I envy everyone who can understand the concept of the feedback node. It seems I have a mental block about it; as hard as I try to understand it, my brains just says, "Nope, not gonna happen," and just shuts down.
@billko wrote:I envy everyone who can understand the concept of the feedback node. It seems I have a mental block about it; as hard as I try to understand it, my brains just says, "Nope, not gonna happen," and just shuts down.
A feedback node is literally exactly the same thing as a shift register. The only difference is that the feedback node does not have to be bound to a loop. Being a CLD, I sure hope you understand shift registers.
@rchkrishna wrote:How can I calculate this delay. Kindly help me.
Unfortunately, you cannot "calculate" that delay, because it depends on an infinite number of hardware and software parameters and will be different on every single computer. You actually need to measure it!
Tims's code is OK for measuring the loop time, the only thing I would do is wire the time also the the global feedback initializer. This way you get zero instead of a random very large number in the first iteration.
Some additional comments:
- I imagine you know that your case structure makes no difference and could be deleted without any change in functionality.
- There is absolutely no need for any dynamic data here. What new insights do you expect by converting a scalar boolean to dynnamic data then to a DBL (???) and a boolean array? Makes no sense!
- You are hammering the DAQ assistant as fast as the computer allows with boolean data even if the data did not change from the last call. You only need to write if the value is different.
- How long should the TRUE "pulse" be? Currently it is a random function of hardware. You might even accidentally skip pulses if the loop delay is longer than expected (e.g. during a windows update and such).
- What you need to do instead is use a timed loop and generate a "TRUE then FALSE" signal whenever a pulse should occur. You probably could even use hardware timing if your hardware allows.
- If you need better precision, you need to go to LabVIEW RT or even FPGA. Windows is not suitable.
@crossrulz wrote:
@billko wrote:I envy everyone who can understand the concept of the feedback node. It seems I have a mental block about it; as hard as I try to understand it, my brains just says, "Nope, not gonna happen," and just shuts down.
A feedback node is literally exactly the same thing as a shift register. The only difference is that the feedback node does not have to be bound to a loop. Being a CLD, I sure hope you understand shift registers.

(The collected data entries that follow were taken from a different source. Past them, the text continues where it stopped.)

//! Configuration
//!
//! YAML config with every key optional. Lookup order: `--config <path>`,
//! `~/.config/foliotui/config.yaml`, `./config.yaml`, built-in defaults.

use anyhow::{Context, Result};
use serde::Deserialize;
use std::path::{Path, PathBuf};

use crate::logic::layout::DEFAULT_CELL_WIDTH_UNITS;

#[derive(Debug, Clone, Deserialize, PartialEq)]
pub struct Config {
    #[serde(default)]
    pub vim_mode: bool,
    #[serde(default = "default_theme")]
    pub theme: String,
    /// Portfolio content file; the bundled sample is used when unset
    #[serde(default)]
    pub content_path: Option<String>,
    /// Program used to open links; platform default when unset
    #[serde(default)]
    pub open_command: Option<String>,
    /// Width units per terminal column for the responsive breakpoint
    #[serde(default = "default_cell_width_units")]
    pub cell_width_units: u32,
    #[serde(default = "default_scroll_animation_ms")]
    pub scroll_animation_ms: u64,
    /// Let the highlight follow intermediate rows of an animated scroll
    #[serde(default)]
    pub sync_during_animation: bool,
}

fn default_theme() -> String {
    "dark".to_string()
}

fn default_cell_width_units() -> u32 {
    DEFAULT_CELL_WIDTH_UNITS
}

fn default_scroll_animation_ms() -> u64 {
    400
}

impl Default for Config {
    fn default() -> Self {
        Self {
            vim_mode: false,
            theme: default_theme(),
            content_path: None,
            open_command: None,
            cell_width_units: default_cell_width_units(),
            scroll_animation_ms: default_scroll_animation_ms(),
            sync_during_animation: false,
        }
    }
}

impl Config {
    /// Parse a YAML config; an empty document yields the defaults
    pub fn from_yaml_str(yaml: &str) -> Result<Self> {
        if yaml.trim().is_empty() {
            return Ok(Self::default());
        }
        let config = serde_yaml::from_str(yaml).context("invalid config YAML")?;
        Ok(config)
    }

    /// Read and parse a config file
    pub fn load(path: &Path) -> Result<Self> {
        let yaml = std::fs::read_to_string(path)
            .with_context(|| format!("failed to read config {}", path.display()))?;
        Self::from_yaml_str(&yaml)
            .with_context(|| format!("failed to parse config {}", path.display()))
    }
}

/// Determine the config file path with fallback logic
///
/// An explicit path must exist. Otherwise the platform config dir and the
/// working directory are tried; `None` means run with defaults.
pub fn get_config_path(cli_path: Option<String>) -> Result<Option<PathBuf>> {
    if let Some(path) = cli_path {
        let path = PathBuf::from(path);
        if !path.exists() {
            anyhow::bail!("config file not found: {}", path.display());
        }
        return Ok(Some(path));
    }

    // Try ~/.config/foliotui/config.yaml
    if let Some(config_dir) = dirs::config_dir() {
        let config_path = config_dir.join("foliotui").join("config.yaml");
        if config_path.exists() {
            return Ok(Some(config_path));
        }
    }

    // Fallback to ./config.yaml
    let local_config = PathBuf::from("config.yaml");
    if local_config.exists() {
        return Ok(Some(local_config));
    }

    Ok(None)
}

#[cfg(test)]
mod tests {
    use super::*;
    use std::io::Write;

    #[test]
    fn test_empty_config_is_default() {
        assert_eq!(Config::from_yaml_str("").unwrap(), Config::default());
    }

    #[test]
    fn test_partial_config_fills_defaults() {
        let config = Config::from_yaml_str("vim_mode: true\ntheme: light\n").unwrap();
        assert!(config.vim_mode);
        assert_eq!(config.theme, "light");
        assert_eq!(config.cell_width_units, 8);
        assert_eq!(config.scroll_animation_ms, 400);
        assert!(!config.sync_during_animation);
        assert!(config.open_command.is_none());
    }

    #[test]
    fn test_invalid_config_is_error() {
        assert!(Config::from_yaml_str("cell_width_units: wide").is_err());
    }

    #[test]
    fn test_load_from_file() {
        let mut file = tempfile::NamedTempFile::new().unwrap();
        writeln!(file, "open_command: firefox").unwrap();
        writeln!(file, "scroll_animation_ms: 0").unwrap();

        let config = Config::load(file.path()).unwrap();
        assert_eq!(config.open_command.as_deref(), Some("firefox"));
        assert_eq!(config.scroll_animation_ms, 0);
    }

    #[test]
    fn test_explicit_missing_path_is_error() {
        let dir = tempfile::tempdir().unwrap();
        let missing = dir.path().join("nope.yaml");
        assert!(get_config_path(Some(missing.display().to_string())).is_err());
    }

    #[test]
    fn test_explicit_existing_path_wins() {
        let file = tempfile::NamedTempFile::new().unwrap();
        let found = get_config_path(Some(file.path().display().to_string())).unwrap();
        assert_eq!(found.as_deref(), Some(file.path()));
    }
}
use ratatui::{
    layout::Rect,
    style::{Modifier, Style},
    text::{Line, Span},
    widgets::{Block, Borders, Clear, Paragraph},
    Frame,
};
use unicode_width::UnicodeWidthStr;

use super::hitbox::{HitTarget, Hitboxes};
use super::theme::Palette;
use crate::content::LinkEntry;
use crate::logic::formatting::fit_width;
use crate::model::LinksPanelState;

const PANEL_WIDTH: u16 = 64;

/// Rows taken by the border and the hint line
const CHROME_ROWS: u16 = 4;

/// Panel centered horizontally below the top bar
pub fn panel_area(area: Rect, count: usize) -> Rect {
    let width = PANEL_WIDTH.min(area.width);
    let top = area.y + 3.min(area.height);
    let wanted = (count as u16).saturating_add(CHROME_ROWS);
    Rect {
        x: area.x + (area.width - width) / 2,
        y: top,
        width,
        height: wanted.min(area.bottom().saturating_sub(top)),
    }
}

/// First listed entry so that `cursor` stays inside `rows` visible rows
///
/// # Examples
/// ```
/// use foliotui::ui::links_panel::scroll_start;
///
/// assert_eq!(scroll_start(0, 5), 0);
/// assert_eq!(scroll_start(4, 5), 0);
/// assert_eq!(scroll_start(7, 5), 3);
/// ```
pub fn scroll_start(cursor: usize, rows: usize) -> usize {
    if rows == 0 {
        return cursor;
    }
    (cursor + 1).saturating_sub(rows)
}

fn entry_line(link: &LinkEntry, selected: bool, width: usize, palette: &Palette) -> Line<'static> {
    let marker = if selected { "▸" } else { " " };
    let label = format!(" {} {}", marker, link.label);
    let label_width = label.width().min(width);
    let url_width = width.saturating_sub(label_width + 2);

    let mut label_style = Style::default().fg(palette.foreground);
    if selected {
        label_style = palette.primary_bold().add_modifier(Modifier::REVERSED);
    }
    let mut spans = vec![Span::styled(fit_width(&label, width), label_style)];
    if url_width > 3 {
        spans.push(Span::raw("  "));
        spans.push(Span::styled(fit_width(&link.url, url_width), palette.link()));
    }
    Line::from(spans)
}

/// Render the links panel and record a click target per visible entry
pub fn render_links_panel(
    f: &mut Frame,
    area: Rect,
    state: &LinksPanelState,
    links: &[LinkEntry],
    palette: &Palette,
    hitboxes: &mut Hitboxes,
) {
    let panel = panel_area(area, links.len());
    if panel.width < 6 || panel.height < 3 {
        return;
    }
    f.render_widget(Clear, panel);
    hitboxes.set_modal(panel);

    let block = Block::default()
        .borders(Borders::ALL)
        .border_style(palette.primary_bold())
        .title(Span::styled(" Links ", palette.heading()))
        .style(palette.text());
    let inner = block.inner(panel);
    f.render_widget(block, panel);

    let rows = usize::from(inner.height.saturating_sub(CHROME_ROWS - 2));
    let start = scroll_start(state.cursor, rows);
    let width = usize::from(inner.width);

    let mut lines = Vec::new();
    for (index, link) in links.iter().enumerate().skip(start).take(rows) {
        let y = inner.y + lines.len() as u16;
        lines.push(entry_line(link, index == state.cursor, width, palette));
        hitboxes.push(Rect::new(inner.x, y, inner.width, 1), HitTarget::Link(index));
    }
    lines.push(Line::default());
    lines.push(Line::from(vec![
        Span::styled(" Enter", Style::default().fg(palette.accent)),
        Span::styled(":Open  ", palette.secondary()),
        Span::styled("Esc", Style::default().fg(palette.accent)),
        Span::styled(":Close", palette.secondary()),
    ]));

    f.render_widget(Paragraph::new(lines), inner);
}
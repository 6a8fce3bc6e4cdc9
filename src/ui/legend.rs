use ratatui::{
    layout::Rect,
    style::Style,
    text::{Line, Span},
    widgets::{Block, Borders, Paragraph},
    Frame,
};

use super::theme::Palette;
use crate::model::Overlay;

/// Build hotkey spans (extracted for testability)
fn build_hotkey_spans(
    vim_mode: bool,
    overlay: Overlay,
    menu_collapsed: bool,
    has_resume: bool,
    palette: &Palette,
) -> Vec<Span<'static>> {
    let key = Style::default().fg(palette.accent);
    let mut hotkey_spans = vec![];
    let (up, down) = if vim_mode { ("k", "j") } else { ("↑", "↓") };

    // Inside an overlay only its own keys apply
    match overlay {
        Overlay::Drawer => {
            hotkey_spans.extend(vec![
                Span::styled(format!("{}/{}", up, down), key),
                Span::raw(":Move  "),
                Span::styled("Enter", key),
                Span::raw(":Go  "),
                Span::styled("1-7", key),
                Span::raw(":Jump  "),
                Span::styled("h", key),
                Span::raw(":Hire Me  "),
                Span::styled("Esc/m", key),
                Span::raw(":Close"),
            ]);
            return hotkey_spans;
        }
        Overlay::Links => {
            hotkey_spans.extend(vec![
                Span::styled(format!("{}/{}", up, down), key),
                Span::raw(":Move  "),
                Span::styled("Enter", key),
                Span::raw(":Open  "),
                Span::styled("Esc/l", key),
                Span::raw(":Close"),
            ]);
            return hotkey_spans;
        }
        Overlay::None => {}
    }

    if vim_mode {
        hotkey_spans.extend(vec![
            Span::styled("j/k", key),
            Span::raw(":Scroll  "),
            Span::styled("^d/^u", key),
            Span::raw(":½Page  "),
            Span::styled("gg/G", key),
            Span::raw(":Top/Bottom  "),
        ]);
    } else {
        hotkey_spans.extend(vec![
            Span::styled("↑/↓", key),
            Span::raw(":Scroll  "),
            Span::styled("PgUp/PgDn", key),
            Span::raw(":½Page  "),
            Span::styled("Home/End", key),
            Span::raw(":Top/Bottom  "),
        ]);
    }

    hotkey_spans.extend(vec![
        Span::styled("Tab", key),
        Span::raw(":Next Section  "),
        Span::styled("1-7", key),
        Span::raw(":Jump  "),
    ]);

    // The drawer stands in for the top bar links when they are collapsed
    if menu_collapsed {
        hotkey_spans.extend(vec![Span::styled("m", key), Span::raw(":Menu  ")]);
    }

    hotkey_spans.extend(vec![
        Span::styled("t", key),
        Span::raw(":Theme  "),
        Span::styled("c", key),
        Span::raw(":Contact  "),
        Span::styled("l", key),
        Span::raw(":Links  "),
    ]);

    if has_resume {
        hotkey_spans.extend(vec![Span::styled("h", key), Span::raw(":Hire Me  ")]);
    }

    hotkey_spans.extend(vec![
        Span::styled("e", key),
        Span::raw(":Email  "),
        Span::styled("q", key),
        Span::raw(":Quit"),
    ]);

    hotkey_spans
}

/// Build the legend paragraph (reusable for both rendering and height calculation)
pub fn build_legend_paragraph(
    vim_mode: bool,
    overlay: Overlay,
    menu_collapsed: bool,
    has_resume: bool,
    palette: &Palette,
) -> Paragraph<'static> {
    let hotkey_line = Line::from(build_hotkey_spans(vim_mode, overlay, menu_collapsed, has_resume, palette));

    Paragraph::new(vec![hotkey_line])
        .block(
            Block::default()
                .borders(Borders::ALL)
                .border_style(palette.border())
                .title("Hotkeys"),
        )
        .style(Style::default().fg(palette.muted_foreground).bg(palette.background))
        .wrap(ratatui::widgets::Wrap { trim: false })
}

/// Render the hotkey legend
pub fn render_legend(
    f: &mut Frame,
    area: Rect,
    vim_mode: bool,
    overlay: Overlay,
    menu_collapsed: bool,
    has_resume: bool,
    palette: &Palette,
) {
    let legend = build_legend_paragraph(vim_mode, overlay, menu_collapsed, has_resume, palette);
    f.render_widget(legend, area);
}

/// Calculate required height for legend based on terminal width and content
pub fn calculate_legend_height(
    terminal_width: u16,
    vim_mode: bool,
    overlay: Overlay,
    menu_collapsed: bool,
    has_resume: bool,
    palette: &Palette,
) -> u16 {
    // Count wrapped lines without the block; line_count() ignores borders
    let hotkey_line = Line::from(build_hotkey_spans(vim_mode, overlay, menu_collapsed, has_resume, palette));
    let paragraph_for_counting =
        Paragraph::new(vec![hotkey_line]).wrap(ratatui::widgets::Wrap { trim: false });

    let available_width = terminal_width.saturating_sub(2);
    let line_count = paragraph_for_counting.line_count(available_width);

    // Add top + bottom borders, ensure minimum of 3
    (line_count as u16).saturating_add(2).max(3)
}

LOL actually I just figured it out. If you apply the rules of dataflow, it can only behave in a very predictable manner. Mystery solved for me. I have no idea why it took me so long to figure it out. Like I said, mental block.
@crossrulz wrote:
@billko wrote:I envy everyone who can understand the concept of the feedback node. It seems I have a mental block about it; as hard as I try to understand it, my brains just says, "Nope, not gonna happen," and just shuts down.
A feedback node is literally exactly the same thing as a shift register. The only difference is that the feedback node does not have to be bound to a loop. Being a CLD, I sure hope you understand shift registers.
Also, I thank you for your vote of confidence after all these years on the forum. I see I've made quite an impression on you. So I will just hang out in the background while you field all the "tough" questions.